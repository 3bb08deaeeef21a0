//! Pointer gesture tracking
//!
//! Turns raw pointer down/move/up signals (CSS pixels, host clock in ms)
//! into the per-tick control state: holding, double-tap-and-hold, and a
//! normalized vertical drag in drag mode.

use glam::Vec2;

use super::tick::TickInput;
use crate::consts::{DOUBLE_TAP_DELAY_MS, MAX_DOUBLE_TAP_DISTANCE};
use crate::settings::ControlMode;

/// Drag distance (share of viewport width) that maps to full throttle
const FULL_THROTTLE_DRAG: f32 = 0.25;

#[derive(Debug, Clone, Default)]
pub struct GestureTracker {
    thrusting: bool,
    double_tap_hold: bool,
    dragging: bool,
    drag_start: Option<Vec2>,
    drag_current: Option<Vec2>,
    /// Previous press, cleared once it has been used for a double tap
    last_tap: Option<(f64, Vec2)>,
}

impl GestureTracker {
    pub fn new() -> Self {
        Self::default()
    }

    pub fn pointer_down(&mut self, pos: Vec2, now_ms: f64, control_mode: ControlMode) {
        let is_double_tap = self.last_tap.is_some_and(|(time, last_pos)| {
            now_ms - time < DOUBLE_TAP_DELAY_MS && pos.distance(last_pos) < MAX_DOUBLE_TAP_DISTANCE
        });
        if is_double_tap {
            self.double_tap_hold = true;
            self.last_tap = None;
        } else {
            self.last_tap = Some((now_ms, pos));
        }

        if control_mode == ControlMode::Drag {
            self.dragging = true;
            self.drag_start = Some(pos);
            self.drag_current = Some(pos);
        }
        self.thrusting = true;
    }

    pub fn pointer_move(&mut self, pos: Vec2, control_mode: ControlMode) {
        if self.dragging && control_mode == ControlMode::Drag {
            self.drag_current = Some(pos);
        }
    }

    /// Release ends every gesture but keeps the tap history for double taps
    pub fn pointer_up(&mut self) {
        self.thrusting = false;
        self.double_tap_hold = false;
        self.dragging = false;
        self.drag_start = None;
        self.drag_current = None;
    }

    pub fn is_thrusting(&self) -> bool {
        self.thrusting
    }

    pub fn is_double_tap_hold(&self) -> bool {
        self.double_tap_hold
    }

    /// Throttle in `[-1, 1]`; dragging up is positive
    pub fn drag_input(&self, viewport_width: f32) -> Option<f32> {
        if !self.dragging {
            return None;
        }
        let (start, current) = self.drag_start.zip(self.drag_current)?;
        let full = viewport_width * FULL_THROTTLE_DRAG;
        if !full.is_finite() || full <= 0.0 {
            return None;
        }
        Some((-(current.y - start.y) / full).clamp(-1.0, 1.0))
    }

    pub fn tick_input(&self, viewport_width: f32) -> TickInput {
        TickInput {
            thrusting: self.thrusting,
            double_tap_hold: self.double_tap_hold,
            drag: self.drag_input(viewport_width),
        }
    }
}
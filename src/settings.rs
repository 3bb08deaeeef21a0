//! Game settings and preferences
//!
//! Device settings tune the physics and feature toggles of a run; general
//! settings hold player preferences. Both are persisted by the host as JSON
//! and merged over the defaults when loaded, so older saves missing newer
//! keys still load.

use serde::{Deserialize, Serialize};

use crate::error::{ConfigError, check_setting};

/// How planet gravity falls off with distance
#[derive(Debug, Clone, Copy, PartialEq, Eq, Serialize, Deserialize, Default)]
#[serde(rename_all = "lowercase")]
pub enum GravityMode {
    /// Softened inverse-square
    Realistic,
    /// Inverse distance
    #[default]
    Linear,
    /// Same pull everywhere inside the influence zone
    Constant,
}

impl GravityMode {
    pub fn as_str(&self) -> &'static str {
        match self {
            GravityMode::Realistic => "realistic",
            GravityMode::Linear => "linear",
            GravityMode::Constant => "constant",
        }
    }

    pub fn from_str(s: &str) -> Option<Self> {
        match s.to_lowercase().as_str() {
            "realistic" => Some(GravityMode::Realistic),
            "linear" => Some(GravityMode::Linear),
            "constant" => Some(GravityMode::Constant),
            _ => None,
        }
    }
}

/// How a press turns into thrust
#[derive(Debug, Clone, Copy, PartialEq, Eq, Serialize, Deserialize, Default)]
pub enum ControlMode {
    /// Hold to push directly against net gravity
    #[serde(rename = "mode1", alias = "retrograde")]
    Retrograde,
    /// Drag vertically to throttle along (or against) the velocity
    #[default]
    #[serde(rename = "mode2", alias = "drag")]
    Drag,
}

impl ControlMode {
    pub fn as_str(&self) -> &'static str {
        match self {
            ControlMode::Retrograde => "mode1",
            ControlMode::Drag => "mode2",
        }
    }

    pub fn from_str(s: &str) -> Option<Self> {
        match s.to_lowercase().as_str() {
            "mode1" | "retrograde" => Some(ControlMode::Retrograde),
            "mode2" | "drag" => Some(ControlMode::Drag),
            _ => None,
        }
    }
}

/// Physics tuning and feature toggles for a run
#[derive(Debug, Clone, PartialEq, Serialize, Deserialize)]
#[serde(default)]
pub struct DevSettings {
    pub control_mode: ControlMode,
    pub gravity_mode: GravityMode,

    // === Collisions ===
    pub player_asteroid_collision: bool,
    pub asteroid_asteroid_collision: bool,
    pub asteroids_have_gravity: bool,

    // === Fuel ===
    /// Seconds of full thrust; 0 disables fuel entirely
    pub fuel_seconds: f32,

    // === Features ===
    pub enable_pollution: bool,
    pub dust_clouds_move: bool,
    pub play_intro: bool,
    pub enable_loot: bool,
    pub loot_only_in_zone: bool,
    pub color_asteroids_by_level: bool,
    /// Renderer hint: planets grow out of the screen centre during the intro
    pub intro_planets_from_center: bool,
    pub enable_stabilization: bool,
    pub enable_trajectory: bool,

    // === Multipliers ===
    pub asteroid_speed_multiplier: f32,
    /// Starting orbital speed as a share of the stable speed
    pub decaying_orbit_factor: f32,
    pub mode2_thrust_multiplier: f32,
    pub asteroid_amount_multiplier: f32,
    /// Global time scale; forces scale with its square
    pub speed_regulator: f32,

    // === Stabilization ===
    /// Tangential speed error tolerated before correcting
    pub stabilization_speed_threshold: f32,
    /// Radial speed tolerated before damping
    pub stabilization_radial_threshold: f32,
}

impl Default for DevSettings {
    fn default() -> Self {
        Self {
            control_mode: ControlMode::Drag,
            gravity_mode: GravityMode::Linear,

            player_asteroid_collision: true,
            asteroid_asteroid_collision: true,
            asteroids_have_gravity: true,

            fuel_seconds: 10.0,

            enable_pollution: true,
            dust_clouds_move: true,
            play_intro: true,
            enable_loot: true,
            loot_only_in_zone: true,
            color_asteroids_by_level: true,
            intro_planets_from_center: true,
            enable_stabilization: true,
            enable_trajectory: true,

            asteroid_speed_multiplier: 0.3,
            decaying_orbit_factor: 1.0,
            mode2_thrust_multiplier: 0.3,
            asteroid_amount_multiplier: 2.0,
            speed_regulator: 0.8,

            stabilization_speed_threshold: 5.0,
            stabilization_radial_threshold: 2.0,
        }
    }
}

impl DevSettings {
    /// Whether fuel is tracked at all
    #[inline]
    pub fn fuel_enabled(&self) -> bool {
        self.fuel_seconds > 0.0
    }

    /// speed_regulator², the factor every force is scaled by
    #[inline]
    pub fn speed_factor(&self) -> f32 {
        self.speed_regulator * self.speed_regulator
    }

    /// Check numeric ranges before a run is built from these settings
    pub fn validate(&self) -> Result<(), ConfigError> {
        check_setting("fuel_seconds", self.fuel_seconds, true)?;
        check_setting("asteroid_speed_multiplier", self.asteroid_speed_multiplier, true)?;
        check_setting("decaying_orbit_factor", self.decaying_orbit_factor, true)?;
        check_setting("mode2_thrust_multiplier", self.mode2_thrust_multiplier, false)?;
        check_setting("asteroid_amount_multiplier", self.asteroid_amount_multiplier, false)?;
        check_setting("speed_regulator", self.speed_regulator, false)?;
        check_setting(
            "stabilization_speed_threshold",
            self.stabilization_speed_threshold,
            true,
        )?;
        check_setting(
            "stabilization_radial_threshold",
            self.stabilization_radial_threshold,
            true,
        )?;
        Ok(())
    }

    /// Parse saved settings, filling missing keys from the defaults
    pub fn from_json(json: &str) -> Result<Self, ConfigError> {
        let settings: Self = serde_json::from_str(json)?;
        settings.validate()?;
        Ok(settings)
    }

    pub fn to_json(&self) -> Result<String, ConfigError> {
        Ok(serde_json::to_string(self)?)
    }
}

/// Player preferences that outlive a run
#[derive(Debug, Clone, PartialEq, Serialize, Deserialize)]
#[serde(default)]
pub struct GeneralSettings {
    pub music_on: bool,
    /// Also gates cosmetic crash effects (debris, explosions)
    pub sound_on: bool,
}

impl Default for GeneralSettings {
    fn default() -> Self {
        Self {
            music_on: true,
            sound_on: true,
        }
    }
}

impl GeneralSettings {
    pub fn from_json(json: &str) -> Result<Self, ConfigError> {
        Ok(serde_json::from_str(json)?)
    }
}
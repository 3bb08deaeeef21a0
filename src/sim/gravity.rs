//! Planet gravity
//!
//! Each planet pulls only inside its influence zone (radius ×
//! `OUT_OF_BOUNDS_RADIUS_FACTOR`). Leaving every zone ends the run, so the
//! same zone test doubles as the play-area check.

use glam::Vec2;

use super::state::Planet;
use crate::consts::*;
use crate::settings::GravityMode;

/// Gravitational pull magnitude at `dist` from a planet's centre.
///
/// Never negative. A non-positive or non-finite distance yields 0 in every
/// mode so callers never divide by zero downstream.
pub fn gravity_force(dist: f32, gravity_factor: f32, mode: GravityMode, speed_regulator: f32) -> f32 {
    if !dist.is_finite() || dist <= 0.0 {
        return 0.0;
    }
    let speed_factor = speed_regulator * speed_regulator;
    let base = match mode {
        GravityMode::Realistic => G_REALISTIC / (dist * dist + GRAVITY_SOFTENING),
        GravityMode::Linear => G_LINEAR / dist,
        GravityMode::Constant => G_CONSTANT,
    };
    (base * gravity_factor * speed_factor).max(0.0)
}

/// Speed of a circular orbit at `dist`, where pull equals v²/r
pub fn stable_orbit_speed(dist: f32, gravity_factor: f32, mode: GravityMode, speed_regulator: f32) -> f32 {
    (gravity_force(dist, gravity_factor, mode, speed_regulator) * dist).max(0.0).sqrt()
}

/// Whether `pos` lies strictly inside a planet's influence zone
#[inline]
pub fn in_influence_zone(planet: &Planet, pos: Vec2) -> bool {
    planet.pos.distance(pos) < planet.influence_radius()
}

/// Whether `pos` lies inside any play zone
pub fn inside_play_area(planets: &[Planet], pos: Vec2) -> bool {
    planets.iter().any(|p| in_influence_zone(p, pos))
}

/// Aggregate gravity acting on a body
#[derive(Debug, Clone, Copy, Default, PartialEq)]
pub struct GravityField {
    /// Summed pull from every planet whose zone contains the body
    pub force: Vec2,
    /// At least one zone contains the body
    pub inside_any_zone: bool,
    /// Index of the planet with the highest force/distance ratio
    pub dominant: Option<usize>,
}

/// Sum planet pulls on a body at `pos`.
///
/// The dominant planet is chosen by force/distance; on equal ratios the
/// earlier planet keeps the title.
pub fn gravity_field(planets: &[Planet], pos: Vec2, mode: GravityMode, speed_regulator: f32) -> GravityField {
    let mut field = GravityField::default();
    let mut best_influence = -1.0_f32;

    for (i, planet) in planets.iter().enumerate() {
        let delta = planet.pos - pos;
        let dist = delta.length();
        if dist >= planet.influence_radius() {
            continue;
        }
        field.inside_any_zone = true;
        if dist <= 0.0 {
            continue;
        }
        let force = gravity_force(dist, planet.gravity_factor, mode, speed_regulator);
        field.force += delta / dist * force;

        let influence = force / dist;
        if influence > best_influence {
            best_influence = influence;
            field.dominant = Some(i);
        }
    }

    field
}
//! Orbital Guardian - an orbital-physics arcade game core
//!
//! Core modules:
//! - `sim`: Simulation (gravity, rocket flight, entities, collisions, game state)
//! - `session`: Host-facing lifecycle (start/pause/resume/resize/frame/render)
//! - `settings`: Device and general settings
//! - `level`: Level layouts and the built-in catalog
//! - `stats`: Run statistics (best survival time, attempts)

pub mod error;
pub mod level;
pub mod session;
pub mod settings;
pub mod sim;
pub mod stats;

pub use error::ConfigError;
pub use level::LevelConfig;
pub use session::{Renderer, Session};
pub use settings::{ControlMode, DevSettings, GeneralSettings, GravityMode};
pub use stats::Stats;

use glam::Vec2;
use rand::Rng;

/// Game configuration constants
pub mod consts {
    /// Logical world width (world height follows the viewport aspect ratio)
    pub const WORLD_WIDTH: f32 = 1000.0;
    /// Pixels per centimetre on a reference display
    pub const PIXELS_PER_CM: f32 = 37.8;

    /// Largest frame delta the simulation will integrate (seconds)
    pub const MAX_FRAME_DT: f32 = 0.1;

    /// Second press within this window (ms) counts as a double tap
    pub const DOUBLE_TAP_DELAY_MS: f64 = 300.0;
    /// Second press within this distance (px) counts as a double tap
    pub const MAX_DOUBLE_TAP_DISTANCE: f32 = PIXELS_PER_CM * 1.5;

    /// Shared gravity scale
    pub const GRAVITY_MULT: f32 = 150.0 * 30.0;
    pub const G_REALISTIC: f32 = 8000.0 * GRAVITY_MULT;
    /// 1200 * sqrt(GRAVITY_MULT)
    pub const G_LINEAR: f32 = 1200.0 * 67.082_04;
    pub const G_CONSTANT: f32 = GRAVITY_MULT;
    /// Added to d² in realistic mode so force stays finite near the centre
    pub const GRAVITY_SOFTENING: f32 = 10_000.0;

    /// Full thrust (before speed regulator scaling)
    pub const THRUST_FORCE: f32 = 600.0;
    /// Planet radius multiplier for its influence zone / play area
    pub const OUT_OF_BOUNDS_RADIUS_FACTOR: f32 = 2.8 * 1.6;
    /// Spin rate of a rocket that left the play area (rad/s)
    pub const ROCKET_SPIN_SPEED: f32 = std::f32::consts::TAU;
    /// Seconds between asteroid spawns at amount multiplier 1.0
    pub const ASTEROID_SPAWN_RATE: f32 = 1.5;
    /// Lingering pollution decay per second
    pub const POLLUTION_DECAY_RATE: f32 = 0.25;

    /// Rocket body radius
    pub const ROCKET_RADIUS: f32 = 15.0;
    /// Collision radius as a share of the body radius
    pub const ROCKET_COLLISION_SCALE: f32 = 0.8;

    /// Intro total length (seconds)
    pub const INTRO_DURATION: f32 = 4.5;
    /// Intro time at which the rocket starts moving along its path
    pub const SHIP_ANIM_START: f32 = 1.0;

    /// Seconds of play between trajectory markers
    pub const TRAJECTORY_SPAWN_INTERVAL: f32 = 1.0 / 5.0;
    pub const TRAJECTORY_POINT_LIFETIME: f32 = 1.0;
}

/// Linear interpolation between `a` and `b`
#[inline]
pub fn lerp(a: f32, b: f32, t: f32) -> f32 {
    a * (1.0 - t) + b * t
}

/// Uniform sample in `[min, max)`; `min == max` returns `min`
#[inline]
pub fn rand_range<R: Rng + ?Sized>(rng: &mut R, min: f32, max: f32) -> f32 {
    rng.random::<f32>() * (max - min) + min
}

/// Convert polar (r, theta) to cartesian (x, y)
#[inline]
pub fn polar_to_cartesian(r: f32, theta: f32) -> Vec2 {
    Vec2::new(r * theta.cos(), r * theta.sin())
}

/// Facing angle for a velocity (nose points along travel)
#[inline]
pub fn heading_angle(vel: Vec2) -> f32 {
    vel.y.atan2(vel.x) + std::f32::consts::FRAC_PI_2
}

/// Parse `#RRGGBB` (leading `#` optional) into `0xRRGGBB`
pub fn parse_hex_color(hex: &str) -> Option<u32> {
    let digits = hex.strip_prefix('#').unwrap_or(hex);
    if digits.len() != 6 || !digits.chars().all(|c| c.is_ascii_hexdigit()) {
        return None;
    }
    u32::from_str_radix(digits, 16).ok()
}
//! Deterministic simulation module
//!
//! All gameplay logic lives here. This module must be pure and deterministic:
//! - Time only advances through `tick`
//! - Seeded RNG only
//! - Stable iteration order (insertion order of every entity list)
//! - No rendering or platform dependencies

pub mod collision;
pub mod entities;
pub mod gravity;
pub mod input;
pub mod pollution;
pub mod rocket;
pub mod state;
pub mod tick;

pub use collision::{Impact, asteroid_pair_collisions, asteroid_planet_impacts, rocket_end_condition};
pub use entities::{Asteroid, Debris, DustCloud, Loot, LootKind, Particle, TrailPoint};
pub use gravity::{GravityField, gravity_field, gravity_force};
pub use input::GestureTracker;
pub use pollution::Pollution;
pub use rocket::{IntroPath, OrbitTarget, Rocket, ThrustOutput};
pub use state::{
    EndReason, GameEvent, GamePhase, GameState, Planet, RunSummary, Snapshot, Viewport, World,
    CRASH_COLOR, CRASH_PARTICLES,
};
pub use tick::{TickInput, tick};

-- REQUIREMENT --
With the line holding "pub use error::ConfigError;" as the first and the line holding "pub const DOUBLE_TAP_DELAY_MS: f64" as the last, please transcribe exactly the lines of the material above in that range and nothing else.

-- ANSWER SECTION --
pub use error::ConfigError;
pub use level::LevelConfig;
pub use session::{Renderer, Session};
pub use settings::{ControlMode, DevSettings, GeneralSettings, GravityMode};
pub use stats::Stats;

use glam::Vec2;
use rand::Rng;

/// Game configuration constants
pub mod consts {
    /// Logical world width (world height follows the viewport aspect ratio)
    pub const WORLD_WIDTH: f32 = 1000.0;
    /// Pixels per centimetre on a reference display
    pub const PIXELS_PER_CM: f32 = 37.8;

    /// Largest frame delta the simulation will integrate (seconds)
    pub const MAX_FRAME_DT: f32 = 0.1;

    /// Second press within this window (ms) counts as a double tap
    pub const DOUBLE_TAP_DELAY_MS: f64 = 300.0;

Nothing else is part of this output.